-- Data follows --
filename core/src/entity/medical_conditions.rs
use sea_orm::entity::prelude::*;
use serde::{Deserialize, Serialize};

#[derive(Clone, Debug, PartialEq, DeriveEntityModel, Eq, Serialize, Deserialize)]
#[sea_orm(table_name = "medical_conditions")]
pub struct Model {
    #[sea_orm(primary_key, auto_increment = false)]
    pub id: Uuid,
    #[sea_orm(unique)]
    pub name: String,
    #[sea_orm(column_type = "Text")]
    pub description: String,
    /// `{nutrient: "low" | "medium" | "high"}`
    #[sea_orm(column_type = "JsonBinary")]
    pub recommended_nutrients: Json,
    pub created_at: DateTime,
}

#[derive(Copy, Clone, Debug, EnumIter, DeriveRelation)]
pub enum Relation {
    #[sea_orm(has_many = "super::user_medical_conditions::Entity")]
    UserMedicalConditions,
}

impl Related<super::user_medical_conditions::Entity> for Entity {
    fn to() -> RelationDef {
        Relation::UserMedicalConditions.def()
    }
}

impl ActiveModelBehavior for ActiveModel {}
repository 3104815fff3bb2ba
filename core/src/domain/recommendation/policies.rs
//! Gating rules for serving cached recipes versus generating new ones.

/// Below this many matching catalog recipes the pool is insufficient.
pub const MIN_POOL_SIZE: usize = 3;

/// Recipes requested from the generator when the pool is insufficient.
pub const GENERATION_COUNT: usize = 5;

/// Existing matches written to the recommendation log when the pool suffices.
pub const LOGGED_EXISTING_LIMIT: usize = 5;

pub const MAX_RECOMMENDATIONS: usize = 10;

pub fn pool_is_sufficient(pool_size: usize) -> bool {
    pool_size >= MIN_POOL_SIZE
}

#[cfg(test)]
mod tests {
    use super::*;

    #[test]
    fn test_pool_threshold() {
        assert!(!pool_is_sufficient(0));
        assert!(!pool_is_sufficient(2));
        assert!(pool_is_sufficient(3));
        assert!(pool_is_sufficient(20));
    }
}
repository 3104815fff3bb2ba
use axum::{
    RequestPartsExt,
    extract::{FromRequestParts, Request},
    http::{HeaderMap, HeaderValue, request::Parts},
    middleware::Next,
    response::Response,
};
use axum_extra::{
    TypedHeader,
    headers::{Authorization, authorization::Bearer},
};
use base64::{Engine, engine::general_purpose};
use nourish_core::domain::common::context::RequestContext;
use serde::Deserialize;
use tracing::debug;

pub const REQUEST_ID_HEADER: &str = "x-request-id";
pub const SESSION_ID_HEADER: &str = "x-session-id";

#[derive(Debug, Deserialize)]
struct Claims {
    sub: Option<String>,
}

/// Reads the `sub` claim of a JWT without verifying it.
///
/// Identity is established upstream; the subject is only carried for logging.
fn subject_from_token(token: &str) -> Option<String> {
    let parts: Vec<&str> = token.split('.').collect();
    if parts.len() != 3 {
        return None;
    }

    let decoded = general_purpose::URL_SAFE_NO_PAD
        .decode(parts[1].trim_end_matches('='))
        .map_err(|e| debug!("Failed to decode JWT payload: {:?}", e))
        .ok()?;

    serde_json::from_slice::<Claims>(&decoded)
        .map_err(|e| debug!("Failed to deserialize JWT claims: {:?}", e))
        .ok()?
        .sub
        .filter(|sub| !sub.is_empty())
}

fn header_value(headers: &HeaderMap, name: &str) -> Option<String> {
    headers
        .get(name)
        .and_then(|h| h.to_str().ok())
        .map(str::trim)
        .filter(|v| !v.is_empty())
        .map(str::to_string)
}

async fn bearer_subject(parts: &mut Parts) -> Option<String> {
    let TypedHeader(Authorization(bearer)) = parts
        .extract::<TypedHeader<Authorization<Bearer>>>()
        .await
        .ok()?;

    subject_from_token(bearer.token())
}

async fn context_from_parts(parts: &mut Parts) -> RequestContext {
    let ctx = match header_value(&parts.headers, REQUEST_ID_HEADER) {
        Some(trace_id) => RequestContext::new(trace_id),
        None => RequestContext::generate(),
    };

    ctx.with_session(header_value(&parts.headers, SESSION_ID_HEADER))
        .with_user(bearer_subject(parts).await)
}

/// Builds the [`RequestContext`] for every request and echoes the trace id
/// back in `x-request-id`.
pub async fn request_context(req: Request, next: Next) -> Response {
    let (mut parts, body) = req.into_parts();
    let ctx = context_from_parts(&mut parts).await;
    let trace_id = ctx.trace_id.clone();

    parts.extensions.insert(ctx);
    let mut response = next.run(Request::from_parts(parts, body)).await;

    if let Ok(value) = HeaderValue::from_str(&trace_id) {
        response.headers_mut().insert(REQUEST_ID_HEADER, value);
    }

    response
}

/// Extracts the request context set by [`request_context`], or builds one
/// when the middleware is not installed.
pub struct Ctx(pub RequestContext);

impl<S> FromRequestParts<S> for Ctx
where
    S: Send + Sync,
{
    type Rejection = std::convert::Infallible;

    async fn from_request_parts(parts: &mut Parts, _: &S) -> Result<Self, Self::Rejection> {
        let ctx = match parts.extensions.get::<RequestContext>() {
            Some(ctx) => ctx.clone(),
            None => context_from_parts(parts).await,
        };

        Ok(Ctx(ctx))
    }
}

#[cfg(test)]
mod tests {
    use super::*;
    use axum::http::Request as HttpRequest;

    fn token(payload: &str) -> String {
        format!(
            "eyJhbGciOiJIUzI1NiJ9.{}.signature",
            general_purpose::URL_SAFE_NO_PAD.encode(payload)
        )
    }

    fn parts(headers: &[(&str, String)]) -> Parts {
        let mut builder = HttpRequest::builder().uri("/api/recommendations");
        for (name, value) in headers {
            builder = builder.header(*name, value);
        }
        builder.body(()).unwrap().into_parts().0
    }

    #[test]
    fn test_subject_is_read_from_payload() {
        assert_eq!(
            subject_from_token(&token(r#"{"sub":"user-42","exp":0}"#)),
            Some("user-42".to_string())
        );
    }

    #[test]
    fn test_malformed_tokens_have_no_subject() {
        assert_eq!(subject_from_token("not-a-jwt"), None);
        assert_eq!(subject_from_token("a.%%%.c"), None);
        assert_eq!(subject_from_token(&token(r#"{"exp":0}"#)), None);
    }

    #[tokio::test]
    async fn test_context_uses_request_headers() {
        let mut parts = parts(&[
            (REQUEST_ID_HEADER, "trace-1".to_string()),
            (SESSION_ID_HEADER, "session-9".to_string()),
            ("authorization", format!("Bearer {}", token(r#"{"sub":"u1"}"#))),
        ]);

        let ctx = context_from_parts(&mut parts).await;

        assert_eq!(ctx.trace_id, "trace-1");
        assert_eq!(ctx.session_id.as_deref(), Some("session-9"));
        assert_eq!(ctx.user_id.as_deref(), Some("u1"));
    }

    #[tokio::test]
    async fn test_missing_request_id_generates_one() {
        let mut parts = parts(&[]);

        let ctx = context_from_parts(&mut parts).await;

        assert!(!ctx.trace_id.is_empty());
        assert!(ctx.session_id.is_none());
        assert!(ctx.user_id.is_none());
    }
}
use std::future::Future;
use uuid::Uuid;

use crate::domain::{
    common::{context::RequestContext, entities::app_errors::CoreError},
    recommendation::entities::RecommendationSet,
};

#[cfg_attr(test, mockall::automock)]
pub trait RecommendationService: Send + Sync {
    /// Fails with `NoConditions` when the user has no medical conditions and
    /// with `GenerationFailure` when the generator gives up.
    fn get_recommendations(
        &self,
        ctx: RequestContext,
        user_id: Uuid,
    ) -> impl Future<Output = Result<RecommendationSet, CoreError>> + Send;
}
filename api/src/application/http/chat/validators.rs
use nourish_core::domain::{chat::entities::RecipeContext, generation::entities::ChatMessage};
use serde::{Deserialize, Serialize};
use utoipa::ToSchema;
use validator::Validate;

#[derive(Debug, Serialize, Deserialize, Validate, ToSchema)]
#[serde(rename_all = "camelCase")]
pub struct ChatValidator {
    #[serde(default)]
    #[validate(length(min = 1, message = "messages are required"))]
    pub messages: Vec<ChatMessage>,

    #[serde(default)]
    pub recipe_context: Option<RecipeContext>,
}
use axum::extract::{Path, State};
use nourish_core::domain::user::{ports::UserService, value_objects::UpdateUserInput};
use uuid::Uuid;

use super::create_user::UserResponse;
use crate::application::http::{
    server::{
        api_entities::{
            api_error::{ApiError, ApiErrorResponse, ValidateJson},
            response::Response,
        },
        app_state::AppState,
    },
    user::validators::UpdateUserValidator,
};

#[utoipa::path(
    put,
    path = "/{user_id}",
    tag = "user",
    summary = "Update user",
    description = "Updates the name and/or email. Omitted fields are left unchanged.",
    params(
        ("user_id" = Uuid, Path, description = "User ID"),
    ),
    request_body = UpdateUserValidator,
    responses(
        (status = 200, body = UserResponse),
        (status = 404, body = ApiErrorResponse),
        (status = 409, body = ApiErrorResponse, description = "Email already in use")
    )
)]
pub async fn update_user(
    Path(user_id): Path<Uuid>,
    State(state): State<AppState>,
    ValidateJson(payload): ValidateJson<UpdateUserValidator>,
) -> Result<Response<UserResponse>, ApiError> {
    let user = state
        .service
        .update_user(UpdateUserInput {
            user_id,
            name: payload.name,
            email: payload.email,
        })
        .await
        .map_err(ApiError::from)?;

    Ok(Response::OK(UserResponse {
        success: true,
        user,
    }))
}
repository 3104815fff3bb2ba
use std::sync::Arc;

use nourish_core::application::NourishService;

use crate::args::Args;

#[derive(Clone)]
pub struct AppState {
    pub args: Arc<Args>,
    pub service: NourishService,
}

impl AppState {
    pub fn new(args: Arc<Args>, service: NourishService) -> Self {
        Self { args, service }
    }
}
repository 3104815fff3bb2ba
pub mod handlers;
pub mod router;
use std::time::Duration;

use chrono::{DateTime, Utc};
use uuid::{NoContext, Timestamp, Uuid};

pub mod context;
pub mod entities;
pub mod services;

#[derive(Clone, Debug)]
pub struct NourishConfig {
    pub database: DatabaseConfig,
    pub llm: LLMConfig,
}

#[derive(Clone, Debug)]
pub struct DatabaseConfig {
    pub host: String,
    pub port: u16,
    pub username: String,
    pub password: String,
    pub name: String,
}

impl DatabaseConfig {
    pub fn url(&self) -> String {
        format!(
            "postgres://{}:{}@{}:{}/{}",
            self.username, self.password, self.host, self.port, self.name
        )
    }
}

#[derive(Clone, Debug)]
pub struct LLMConfig {
    pub gemini_api_key: String,
    /// Models tried in order when generating recipes.
    pub recipe_models: Vec<String>,
    pub chat_model: String,
    pub max_attempts: u32,
    pub retry_delay: Duration,
}

pub fn generate_timestamp() -> (DateTime<Utc>, Timestamp) {
    let now = Utc::now();
    let seconds = now.timestamp().try_into().unwrap_or(0);
    let timestamp = Timestamp::from_unix(NoContext, seconds, now.timestamp_subsec_nanos());

    (now, timestamp)
}

pub fn generate_uuid_v7() -> Uuid {
    let (_, timestamp) = generate_timestamp();
    Uuid::new_v7(timestamp)
}
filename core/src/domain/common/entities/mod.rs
pub mod app_errors;
use axum::extract::{Path, State};
use nourish_core::domain::recipe::ports::RecipeService;
use uuid::Uuid;

use crate::application::http::{
    server::{
        api_entities::{
            api_error::{ApiError, ApiErrorResponse},
            response::Response,
        },
        app_state::AppState,
    },
    user::handlers::remove_user_condition::MessageResponse,
};

#[utoipa::path(
    delete,
    path = "/{user_id}/{recipe_id}",
    tag = "favorite",
    summary = "Unfavorite a recipe",
    params(
        ("user_id" = Uuid, Path, description = "User ID"),
        ("recipe_id" = Uuid, Path, description = "Recipe ID"),
    ),
    responses(
        (status = 200, body = MessageResponse),
        (status = 404, body = ApiErrorResponse, description = "Recipe was not favorited")
    )
)]
pub async fn remove_favorite(
    Path((user_id, recipe_id)): Path<(Uuid, Uuid)>,
    State(state): State<AppState>,
) -> Result<Response<MessageResponse>, ApiError> {
    state
        .service
        .remove_favorite(user_id, recipe_id)
        .await
        .map_err(ApiError::from)?;

    Ok(Response::OK(MessageResponse {
        success: true,
        message: "Recipe removed from favorites".to_string(),
    }))
}
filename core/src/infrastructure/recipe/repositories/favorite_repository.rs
use sea_orm::ActiveValue::Set;
use sea_orm::sea_query::OnConflict;
use sea_orm::{ColumnTrait, DatabaseConnection, EntityTrait, QueryFilter, QueryOrder};
use tracing::{error, warn};
use uuid::Uuid;

use crate::domain::{
    common::entities::app_errors::CoreError,
    recipe::{
        entities::{Favorite, FavoriteRecipe, Recipe},
        ports::FavoriteRepository,
    },
};
use crate::entity::{
    recipes::Entity as RecipeEntity,
    user_favorites::{
        ActiveModel as FavoriteActiveModel, Column as FavoriteColumn, Entity as FavoriteEntity,
        Model as FavoriteModel,
    },
};

#[derive(Debug, Clone)]
pub struct PostgresFavoriteRepository {
    pub db: DatabaseConnection,
}

impl PostgresFavoriteRepository {
    pub fn new(db: DatabaseConnection) -> Self {
        Self { db }
    }

    async fn find_pair(
        &self,
        user_id: Uuid,
        recipe_id: Uuid,
    ) -> Result<Option<FavoriteModel>, CoreError> {
        FavoriteEntity::find()
            .filter(FavoriteColumn::UserId.eq(user_id))
            .filter(FavoriteColumn::RecipeId.eq(recipe_id))
            .one(&self.db)
            .await
            .map_err(|e| {
                error!("Failed to find favorite: {}", e);
                CoreError::InternalServerError
            })
    }
}

impl FavoriteRepository for PostgresFavoriteRepository {
    async fn add_favorite(&self, favorite: Favorite) -> Result<Favorite, CoreError> {
        FavoriteEntity::insert(FavoriteActiveModel {
            id: Set(favorite.id),
            user_id: Set(favorite.user_id),
            recipe_id: Set(favorite.recipe_id),
            created_at: Set(favorite.created_at.naive_utc()),
        })
        .on_conflict(
            OnConflict::columns([FavoriteColumn::UserId, FavoriteColumn::RecipeId])
                .do_nothing()
                .to_owned(),
        )
        .exec_without_returning(&self.db)
        .await
        .map_err(|e| {
            error!("Failed to add favorite: {}", e);
            CoreError::InternalServerError
        })?;

        self.find_pair(favorite.user_id, favorite.recipe_id)
            .await?
            .map(Favorite::from)
            .ok_or(CoreError::InternalServerError)
    }

    async fn remove_favorite(
        &self,
        user_id: Uuid,
        recipe_id: Uuid,
    ) -> Result<Option<Favorite>, CoreError> {
        let Some(existing) = self.find_pair(user_id, recipe_id).await? else {
            return Ok(None);
        };

        FavoriteEntity::delete_by_id(existing.id)
            .exec(&self.db)
            .await
            .map_err(|e| {
                error!("Failed to remove favorite: {}", e);
                CoreError::InternalServerError
            })?;

        Ok(Some(Favorite::from(existing)))
    }

    async fn get_user_favorites(&self, user_id: Uuid) -> Result<Vec<FavoriteRecipe>, CoreError> {
        let rows = FavoriteEntity::find()
            .filter(FavoriteColumn::UserId.eq(user_id))
            .find_also_related(RecipeEntity)
            .order_by_desc(FavoriteColumn::CreatedAt)
            .all(&self.db)
            .await
            .map_err(|e| {
                error!("Failed to get user favorites: {}", e);
                CoreError::InternalServerError
            })?;

        let favorites = rows
            .into_iter()
            .filter_map(|(favorite, recipe)| {
                let Some(recipe) = recipe else {
                    warn!(favorite_id = %favorite.id, "Favorite without recipe");
                    return None;
                };
                Some(FavoriteRecipe {
                    recipe: Recipe::from(recipe),
                    favorited_at: Favorite::from(favorite).created_at,
                })
            })
            .collect();

        Ok(favorites)
    }

    async fn is_favorited(&self, user_id: Uuid, recipe_id: Uuid) -> Result<bool, CoreError> {
        Ok(self.find_pair(user_id, recipe_id).await?.is_some())
    }
}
-- Data concluded --
## Action item
Your response should be made up of the lines in the data that contain the word "NoContext".

## Task solution
use uuid::{NoContext, Timestamp, Uuid};
    let timestamp = Timestamp::from_unix(NoContext, seconds, now.timestamp_subsec_nanos());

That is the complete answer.